Some downstream companies are much less affected by variations in crack spreads than others.

I have started a series of articles to highlight companies with hefty dividends, which are currently trading at bargain prices due to indiscriminate selling in their related sectors.

This company pays a dividend yield of 13.3% and comes with a 100% upside potential.

This article is part of a series of reports entitled Searching through the Rubble for Buried Gems with the objective to uncover several high-dividends stocks trading at deep discount due to a massive and indiscriminate selling in their related sectors. These stocks just got buried with the rest despite solid fundamentals and/or high earnings growth. My first article was published last week and entitled: Energy Transfer Equity: Bargain Valuation, Projected 28% Yield.

For those investors who are looking for similar bargains in the battered oil patch and other sectors, I am currently focusing my research to dig them out for you!

Today, I will focus on a solid pick in the downstream energy sector which is also trading at a deep discount- And - it comes with an extra-juicy dividend yield of 13.3%.

For the past six years, U.S. refiners have bought every barrel of crude they can lay their hands on to cash in on a golden era of healthy margins. Refining capacity in the US was running at all-time high during most of the year 2015, as reported in the Energy Information and Administration (EIA report December 8, 2015). These levels have not been previously reached or exceeded in any given week since EIA began publishing the data in 1990. Growing domestic and global gasoline consumption in 2015 contributed to gasoline crack spreads reaching their highest monthly average since 2007. However, it seems this era could come to an end as crack spreads started to collapse in Q4 2015.

Global refining margins, the estimated profit from turning oil into gasoline and diesel, fell 34% in the fourth quarter of 2015, the steepest decline in eight years.

Reasons behind the declines in crack spreads

There are several factors that can affect crack spreads, some of which are seasonal and some are not. I will go through the main reasons that have led to the current narrowing of refiners spreads which started in Q4 2015:

  1. First, it is typical for these spreads to weaken around October of each year as the summer driving season comes to an end and demand for crude oil goes down. These are normal seasonal adjustments.
  2. Although demand for gasoline remained strong, distillate consumption fell due to unusually mild weather. Demand for heating oil was substantially down and resulted in high stockpiles.
  3. Due to prolonged positive crack spreads in 2015, refiners overproduced gasoline, creating massive stockpiles which were not absorbed. Refiners and oil retailers have been under pressure recently to reduce prices to get rid of current inventories by reducing prices. Winter-grade stockpiles need to be sold-off before refiners begin producing large volumes of gasoline more resistant to evaporation for the summer, different from the one used in winter.
  4. The narrowing gap between WTI and Brent prices, which was previously working to the favor of US refiners, has recently resulted in a larger than usual squeeze on crack spreads. The price of WTI recently moved higher to a level closer to the price of Brent. Although this has a positive impact on US oil producers and midstream companies as they make extra money by selling or transporting crude, it has a negative effect on the downstream sector due to higher input costs for refiners.

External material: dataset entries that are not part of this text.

//! Storage layer for Creditline
//!
//! The app persists a single device flag. This crate provides the sled
//! key-value store it lives in and the onboarding store on top of it.

#![warn(missing_docs)]
#![warn(clippy::all)]

pub mod kv;
pub mod onboarding;

pub use kv::{DeviceStore, KvConfig, KvError, KvStore};
pub use onboarding::{InitialRoute, OnboardingError, OnboardingStore, HAS_SEEN_ONBOARDING};
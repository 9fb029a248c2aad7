//! Scroll/drag mode coordination
//!
//! Only one input source moves the drawer at a time. While the drawer is
//! pinned at `Top` the content list scrolls on its own; dragging the list
//! down past its top edge hands vertical motion back to the drawer.

use serde::{Deserialize, Serialize};
use tracing::{debug, info};

use super::config::HandBackConfig;

/// Which input source owns vertical motion
#[derive(Debug, Clone, Copy, PartialEq, Eq, Default, Serialize, Deserialize)]
#[serde(rename_all = "kebab-case")]
pub enum InteractionMode {
    /// The pan gesture moves the drawer; content scrolling is off
    #[default]
    Dragging,
    /// The content scrolls; the drawer is pinned at `Top`
    ScrollingContent,
}

/// One content-scroll frame
#[derive(Debug, Clone, Copy, PartialEq, Default, Serialize, Deserialize)]
#[serde(rename_all = "camelCase")]
pub struct ScrollSample {
    /// Content offset (px); negative while pulled past the top edge
    pub content_offset_y: f32,
    /// Finger velocity (px/s, pulling down is positive)
    pub velocity_y: f32,
}

impl ScrollSample {
    /// Create a sample
    pub fn new(content_offset_y: f32, velocity_y: f32) -> Self {
        Self { content_offset_y, velocity_y }
    }

    pub(crate) fn is_finite(&self) -> bool {
        self.content_offset_y.is_finite() && self.velocity_y.is_finite()
    }
}

/// Why the content handed motion back to the drawer
#[derive(Debug, Clone, Copy, PartialEq)]
pub enum HandBack {
    /// The finger lifted at the top edge while moving down
    DragEnd {
        /// Release velocity
        velocity: f32,
    },
    /// Momentum scrolling came to rest at the top edge
    MomentumEnd,
}

impl HandBack {
    /// Velocity to seed the drawer animation with
    pub fn velocity(&self) -> f32 {
        match self {
            Self::DragEnd { velocity } => *velocity,
            Self::MomentumEnd => 0.0,
        }
    }
}

/// Owns the interaction mode and decides hand-offs
#[derive(Debug, Clone)]
pub struct ModeCoordinator {
    mode: InteractionMode,
    scroll_y: f32,
    thresholds: HandBackConfig,
}

impl ModeCoordinator {
    /// Create a coordinator in `Dragging` mode
    pub fn new(thresholds: HandBackConfig) -> Self {
        Self { mode: InteractionMode::Dragging, scroll_y: 0.0, thresholds }
    }

    /// Current mode
    pub fn mode(&self) -> InteractionMode {
        self.mode
    }

    /// Whether the pan gesture may move the drawer
    pub fn accepts_pan(&self) -> bool {
        self.mode == InteractionMode::Dragging
    }

    /// Whether the content may scroll
    pub fn scroll_enabled(&self) -> bool {
        self.mode == InteractionMode::ScrollingContent
    }

    /// Last scroll position seen while scrolling content
    pub fn scroll_y(&self) -> f32 {
        self.scroll_y
    }

    /// Switch to content scrolling. Returns whether the mode changed.
    pub fn enter_scrolling(&mut self) -> bool {
        self.transition(InteractionMode::ScrollingContent)
    }

    /// Switch to drawer dragging. Returns whether the mode changed.
    pub fn enter_dragging(&mut self) -> bool {
        self.transition(InteractionMode::Dragging)
    }

    /// Content was scrolled back to its origin
    pub fn scroll_reset(&mut self) {
        self.scroll_y = 0.0;
    }

    /// Record a scroll frame. Returns `false` if the event was stale.
    pub fn on_scroll(&mut self, sample: ScrollSample) -> bool {
        if !self.scroll_enabled() {
            debug!(offset = sample.content_offset_y, "Ignoring scroll outside content mode");
            return false;
        }
        self.scroll_y = sample.content_offset_y;
        true
    }

    /// The finger lifted from the content
    pub fn on_scroll_end_drag(&mut self, sample: ScrollSample) -> Option<HandBack> {
        if !self.on_scroll(sample) {
            return None;
        }
        let at_top = sample.content_offset_y <= 0.0;
        let pulling_down = sample.velocity_y > self.thresholds.drag_velocity;
        if at_top && pulling_down {
            self.hand_back(HandBack::DragEnd { velocity: sample.velocity_y })
        } else {
            None
        }
    }

    /// Momentum scrolling stopped
    pub fn on_momentum_end(&mut self, sample: ScrollSample) -> Option<HandBack> {
        if !self.on_scroll(sample) {
            return None;
        }
        let y = sample.content_offset_y;
        // Only a few px of overscroll count as resting at the edge
        if y > -self.thresholds.momentum_window && y <= 0.0 {
            self.hand_back(HandBack::MomentumEnd)
        } else {
            None
        }
    }

    fn hand_back(&mut self, reason: HandBack) -> Option<HandBack> {
        self.enter_dragging();
        debug!(?reason, "Content handed motion back to the drawer");
        Some(reason)
    }

    fn transition(&mut self, to: InteractionMode) -> bool {
        if self.mode == to {
            return false;
        }
        info!(from = ?self.mode, ?to, "Drawer interaction mode changed");
        self.mode = to;
        true
    }
}

impl Default for ModeCoordinator {
    fn default() -> Self {
        Self::new(HandBackConfig::default())
    }
}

Other worries affecting the outlook of oil refiners

In addition to worries about current lower spreads, there are other factors that contributed to a more negative outlook for oil refiners and retailers:

  • Lifting of the US oil export embargo will put US refiners in direct competition with international refiners to purchase cheaper light crude oil from the US producers. The US oil production has so far been held captive to US refiners' demand as they were mostly unable to sell it in the international markets.
  • Lifting of the export embargo may also threaten many US refineries which are better suited to process heavy crude oil, while most foreign refineries are better prepared to process light crude oil. The "fracking" revolution has led to an excess supply of light crude oil in the United States. This may backfire and lead to larger imports of refined products from overseas refiners.
  • In order to compete with international refiners, US refiners may need to improve efficiency and inject new capital investments which will put a strain on cash flows.
  • Investors' worries that the current squeeze on crack margins is not a temporary one and may persist for a long period.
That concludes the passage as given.